Monday, July 11th, 2011, 1:06 am
Multidimesional Scaling – Animated Example
s a demonstration of canonical forms and stress reduction complemented/guided by multidimesional scaling, I’ve created an animation which shows the process applied to each image in the Face Recognition Grand Challenge (FRGC) 2.0 set — albeit Fall Semester only in this case — in turn, in order to approach a more mutually-isometric and pose-agnostic state where distances are tied to inherent surface details (curvature, size, etc.) and the accompanying static image, as seen below, shows the original image too (added at the top).

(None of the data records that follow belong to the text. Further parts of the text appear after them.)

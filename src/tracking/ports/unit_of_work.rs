//! Transactional write port for period tracking.

use super::TrackingRepositoryResult;
use crate::task::domain::TaskId;
use crate::tracking::domain::{PeriodChanges, PeriodSummary};
use async_trait::async_trait;

/// Rows removed together with a purged task.
#[derive(Debug, Clone, Copy, PartialEq, Eq)]
pub struct PurgedTask {
    /// Time entries removed.
    pub entries_removed: u64,
    /// Period statuses removed.
    pub statuses_removed: u64,
}

/// Write contract whose operations either apply completely or not at all.
#[async_trait]
pub trait TrackingUnitOfWork: Send + Sync {
    /// Applies the staged period writes and stores the summary atomically.
    ///
    /// Saved entries that already exist keep their snapshot and creation
    /// time; only minutes and the update stamp change.
    ///
    /// # Errors
    ///
    /// Returns [`super::TrackingRepositoryError::UnknownTask`] when the store
    /// enforces task references and a staged row names a missing task. No
    /// write of the batch is kept on error.
    async fn commit_period(
        &self,
        changes: &PeriodChanges,
        summary: &PeriodSummary,
    ) -> TrackingRepositoryResult<()>;

    /// Removes a task with its entries and period statuses atomically.
    ///
    /// Returns `None` and removes nothing when the task does not exist.
    async fn purge_task(&self, task_id: TaskId) -> TrackingRepositoryResult<Option<PurgedTask>>;
}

To use this within an objective function it will need to be clearer how points are selected consistently and where correspondences can autonomously be chosen to improve overall performance. The triangulation in this case is Delaunay-based although 3 methods have been implemented and they offer room for further experimental work. The factors affecting performance may be the PCA component, the triangulation, the placement of points, the optimisation of lengths, the pre-processing (ICP for instance), and few minor technicalities less worthy of consideration. Each one of these represents one parameter among many but feasibility tests — those exploring whether the overall framework is effective in the first place (distances as an encoded signature resistant to expressions) — must come first. Based on a preliminary look, this ought to serve as a reasonable discriminant, but many of the pertinent parts of the framework may need tweaking based on trials and errors.
Note: this is an except from an ongoing project and a document exceeding 200 pages so far. It will be released later this year.